Small businesses vulnerable to cyberattacks, then don’t act

Small businesses suffered a barrage of computer invasions last year but most took no action to shore up their security afterward, according to a survey by insurer Hiscox.

It found that 47 percent of small businesses reported that they had one attack in 2017, and 44 percent said they had two to four attacks.

The invasions included ransomware, which makes a computer’s files unusable unless the device’s user or owner pays a ransom, and phishing, in which emails that look legitimate are used to steal information. The invasions also include what are called drive-by attacks, which infect websites and in turn the computers that visit them.

Despite the prevalence of the data invasions, only about half of small businesses said they had a clear cybersecurity strategy, the report found. And nearly two-thirds said they didn’t bolster their security after an attack.
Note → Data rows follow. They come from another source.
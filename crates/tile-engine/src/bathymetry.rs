//! Pre-tiled bathymetry rasters.
//!
//! One raster per projection and zoom, `256 * 2^zoom` pixels square, so the
//! window for tile `(x, y)` starts at pixel `(256x, 256y)`. Elevations are
//! metres, negative below sea level.

use ocean_common::{Projection, ScalarField, TileError, TileResult, TILE_SIZE};
use std::collections::HashMap;
use std::fs::File;
use std::io::{Read, Seek, SeekFrom};
use std::path::PathBuf;
use std::sync::Arc;
use tracing::debug;

/// Opens bathymetry rasters by projection and zoom.
pub trait BathymetryStore: Send + Sync {
    fn open_raster(&self, projection: Projection, zoom: u32) -> TileResult<Box<dyn BathymetryRaster>>;
}

/// An open elevation raster.
pub trait BathymetryRaster: Send {
    fn width(&self) -> usize;
    fn height(&self) -> usize;

    /// Read a `width x height` window whose top-left pixel is `(xoff, yoff)`.
    fn window(&mut self, xoff: usize, yoff: usize, width: usize, height: usize)
        -> TileResult<ScalarField>;
}

/// Side length of the raster pre-tiled for `zoom`.
pub fn raster_size(zoom: u32) -> usize {
    TILE_SIZE << zoom
}

/// Byte length of a square f32 raster, `None` when it does not fit in a u64.
fn raster_bytes(size: usize) -> Option<u64> {
    let side = size as u64;
    side.checked_mul(side)?.checked_mul(4)
}

fn check_window(
    raster: &dyn BathymetryRaster,
    xoff: usize,
    yoff: usize,
    width: usize,
    height: usize,
) -> TileResult<()> {
    if xoff + width > raster.width() || yoff + height > raster.height() {
        return Err(TileError::RasterOutOfBounds {
            x: xoff,
            y: yoff,
            width,
            height,
            raster_width: raster.width(),
            raster_height: raster.height(),
        });
    }
    Ok(())
}

// ============================================================================
// In-memory store
// ============================================================================

/// Elevation data held in memory, for tests and small deployments.
#[derive(Debug, Clone, Default)]
pub struct InMemoryBathymetryStore {
    rasters: HashMap<(Projection, u32), Arc<ElevationGrid>>,
    uniform: Option<f64>,
}

#[derive(Debug, Clone)]
struct ElevationGrid {
    width: usize,
    height: usize,
    values: Vec<f64>,
}

impl InMemoryBathymetryStore {
    pub fn new() -> Self {
        Self::default()
    }

    /// Every projection and zoom reads as the same constant elevation.
    pub fn uniform(elevation: f64) -> Self {
        Self {
            rasters: HashMap::new(),
            uniform: Some(elevation),
        }
    }

    /// Register a raster for one projection and zoom.
    pub fn with_raster(
        mut self,
        projection: Projection,
        zoom: u32,
        width: usize,
        height: usize,
        values: Vec<f64>,
    ) -> TileResult<Self> {
        if values.len() != width * height {
            return Err(TileError::ShapeMismatch {
                expected: (height, width),
                actual: (values.len() / width.max(1), width),
            });
        }
        self.rasters.insert(
            (projection, zoom),
            Arc::new(ElevationGrid {
                width,
                height,
                values,
            }),
        );
        Ok(self)
    }
}

impl BathymetryStore for InMemoryBathymetryStore {
    fn open_raster(&self, projection: Projection, zoom: u32) -> TileResult<Box<dyn BathymetryRaster>> {
        if let Some(grid) = self.rasters.get(&(projection, zoom)) {
            return Ok(Box::new(MemoryRaster::Grid(Arc::clone(grid))));
        }
        match self.uniform {
            Some(value) => Ok(Box::new(MemoryRaster::Uniform {
                size: raster_size(zoom),
                value,
            })),
            None => Err(TileError::BathymetryUnavailable(format!(
                "no raster for {} zoom {}",
                projection, zoom
            ))),
        }
    }
}

enum MemoryRaster {
    Grid(Arc<ElevationGrid>),
    Uniform { size: usize, value: f64 },
}

impl BathymetryRaster for MemoryRaster {
    fn width(&self) -> usize {
        match self {
            MemoryRaster::Grid(grid) => grid.width,
            MemoryRaster::Uniform { size, .. } => *size,
        }
    }

    fn height(&self) -> usize {
        match self {
            MemoryRaster::Grid(grid) => grid.height,
            MemoryRaster::Uniform { size, .. } => *size,
        }
    }

    fn window(
        &mut self,
        xoff: usize,
        yoff: usize,
        width: usize,
        height: usize,
    ) -> TileResult<ScalarField> {
        check_window(&*self, xoff, yoff, width, height)?;
        match self {
            MemoryRaster::Uniform { value, .. } => Ok(ScalarField::filled(width, height, *value)),
            MemoryRaster::Grid(grid) => {
                let mut values = Vec::with_capacity(width * height);
                for row in yoff..yoff + height {
                    let start = row * grid.width + xoff;
                    values.extend_from_slice(&grid.values[start..start + width]);
                }
                ScalarField::from_values(width, height, values)
            }
        }
    }
}

// ============================================================================
// File store
// ============================================================================

/// Raw little-endian `f32` rasters located by a path template.
///
/// The template may contain `{projection}` (e.g. `epsg3857`) and `{zoom}`.
#[derive(Debug, Clone)]
pub struct FileBathymetryStore {
    template: String,
}

impl FileBathymetryStore {
    pub fn new(template: impl Into<String>) -> Self {
        Self {
            template: template.into(),
        }
    }

    pub fn path_for(&self, projection: Projection, zoom: u32) -> PathBuf {
        let code = projection.code().replace(':', "").to_lowercase();
        PathBuf::from(
            self.template
                .replace("{projection}", &code)
                .replace("{zoom}", &zoom.to_string()),
        )
    }
}

impl BathymetryStore for FileBathymetryStore {
    fn open_raster(&self, projection: Projection, zoom: u32) -> TileResult<Box<dyn BathymetryRaster>> {
        let path = self.path_for(projection, zoom);
        let file = File::open(&path).map_err(|e| {
            TileError::BathymetryUnavailable(format!("{}: {}", path.display(), e))
        })?;
        let size = raster_size(zoom);
        let len = file
            .metadata()
            .map_err(|e| TileError::BathymetryUnavailable(e.to_string()))?
            .len();
        let expected = raster_bytes(size).ok_or_else(|| {
            TileError::BathymetryUnavailable(format!(
                "a {}x{} f32 raster at zoom {} is too large",
                size, size, zoom
            ))
        })?;
        if len != expected {
            return Err(TileError::BathymetryUnavailable(format!(
                "{} holds {} bytes, expected a {}x{} f32 raster",
                path.display(),
                len,
                size,
                size
            )));
        }
        debug!(path = %path.display(), size = size, "Opened bathymetry raster");
        Ok(Box::new(FileRaster { file, size }))
    }
}

struct FileRaster {
    file: File,
    size: usize,
}

impl BathymetryRaster for FileRaster {
    fn width(&self) -> usize {
        self.size
    }

    fn height(&self) -> usize {
        self.size
    }

    fn window(
        &mut self,
        xoff: usize,
        yoff: usize,
        width: usize,
        height: usize,
    ) -> TileResult<ScalarField> {
        check_window(&*self, xoff, yoff, width, height)?;
        let mut row_bytes = vec![0u8; width * 4];
        let mut values = Vec::with_capacity(width * height);
        for row in yoff..yoff + height {
            let offset = (row as u64 * self.size as u64 + xoff as u64) * 4;
            self.file
                .seek(SeekFrom::Start(offset))
                .and_then(|_| self.file.read_exact(&mut row_bytes))
                .map_err(|e| TileError::BathymetryUnavailable(e.to_string()))?;
            values.extend(
                row_bytes
                    .chunks_exact(4)
                    .map(|b| f32::from_le_bytes([b[0], b[1], b[2], b[3]]) as f64),
            );
        }
        ScalarField::from_values(width, height, values)
    }
}

#[cfg(test)]
mod tests {
    use super::*;

    #[test]
    fn test_uniform_window() {
        let store = InMemoryBathymetryStore::uniform(-500.0);
        let mut raster = store.open_raster(Projection::WebMercator, 1).unwrap();
        assert_eq!(raster.width(), 512);
        let window = raster.window(256, 256, 256, 256).unwrap();
        assert_eq!(window.shape(), (256, 256));
        assert_eq!(window.get(10, 10), Some(-500.0));
    }

    #[test]
    fn test_window_out_of_bounds() {
        let store = InMemoryBathymetryStore::uniform(-500.0);
        let mut raster = store.open_raster(Projection::WebMercator, 0).unwrap();
        let result = raster.window(1, 0, 256, 256);
        assert!(matches!(result, Err(TileError::RasterOutOfBounds { .. })));
    }

    #[test]
    fn test_grid_window_offsets() {
        let values: Vec<f64> = (0..16).map(|v| v as f64).collect();
        let store = InMemoryBathymetryStore::new()
            .with_raster(Projection::PolarNorth, 0, 4, 4, values)
            .unwrap();
        let mut raster = store.open_raster(Projection::PolarNorth, 0).unwrap();
        let window = raster.window(1, 2, 2, 2).unwrap();
        assert_eq!(window.raw_values(), &[9.0, 10.0, 13.0, 14.0]);
        assert!(matches!(
            store.open_raster(Projection::PolarSouth, 0),
            Err(TileError::BathymetryUnavailable(_))
        ));
    }

    #[test]
    fn test_path_template() {
        let store = FileBathymetryStore::new("/data/etopo_{projection}_z{zoom}.f32");
        assert_eq!(
            store.path_for(Projection::PolarSouth, 3),
            PathBuf::from("/data/etopo_epsg3031_z3.f32")
        );
    }

    #[test]
    fn test_file_raster_window() {
        let dir = tempfile::tempdir().unwrap();
        let path = dir.path().join("etopo_epsg3857_z0.f32");
        let bytes: Vec<u8> = (0..256 * 256)
            .flat_map(|i| (-((i / 256) as f32)).to_le_bytes())
            .collect();
        std::fs::write(&path, bytes).unwrap();

        let template = format!("{}/etopo_{{projection}}_z{{zoom}}.f32", dir.path().display());
        let store = FileBathymetryStore::new(template);
        let mut raster = store.open_raster(Projection::WebMercator, 0).unwrap();
        let window = raster.window(0, 0, 256, 256).unwrap();
        assert_eq!(window.get(0, 5), Some(0.0));
        assert_eq!(window.get(100, 7), Some(-100.0));

        assert!(matches!(
            store.open_raster(Projection::WebMercator, 1),
            Err(TileError::BathymetryUnavailable(_))
        ));
    }

    #[test]
    fn test_raster_bytes_overflow() {
        assert_eq!(raster_bytes(raster_size(1)), Some(512 * 512 * 4));
        // 2^30 pixels square is 2^62 bytes, one more zoom level overflows
        assert_eq!(raster_bytes(raster_size(22)), Some(1u64 << 62));
        assert_eq!(raster_bytes(raster_size(23)), None);
        assert_eq!(raster_bytes(raster_size(30)), None);
    }

    #[test]
    fn test_deep_zoom_file_is_rejected_not_overflowed() {
        let dir = tempfile::tempdir().unwrap();
        std::fs::write(dir.path().join("etopo_z30.f32"), [0u8; 16]).unwrap();

        let template = format!("{}/etopo_z{{zoom}}.f32", dir.path().display());
        let store = FileBathymetryStore::new(template);
        assert!(matches!(
            store.open_raster(Projection::WebMercator, 30),
            Err(TileError::BathymetryUnavailable(_))
        ));
    }
}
Some basic cybersecurity advice:

• Back up all of a company’s data securely. This means paying for a service that keeps a duplicate of all files on an ongoing basis. The best backups keep creating versions of a company’s files that can be accessed in the event of ransomware — eliminating the need to pay data thieves.

• Install software that searches for and immobilizes viruses, malware and other harmful programs. Also install firewalls and data encryption programs.

• Make sure you have all the updates and patches for your operating systems for all your devices. They often include security programs.

• If you have a website, learn how to protect it from hackers, using software including firewalls. But you might be better off hiring a service that will monitor your site with sophisticated tools that detect and disable intruders.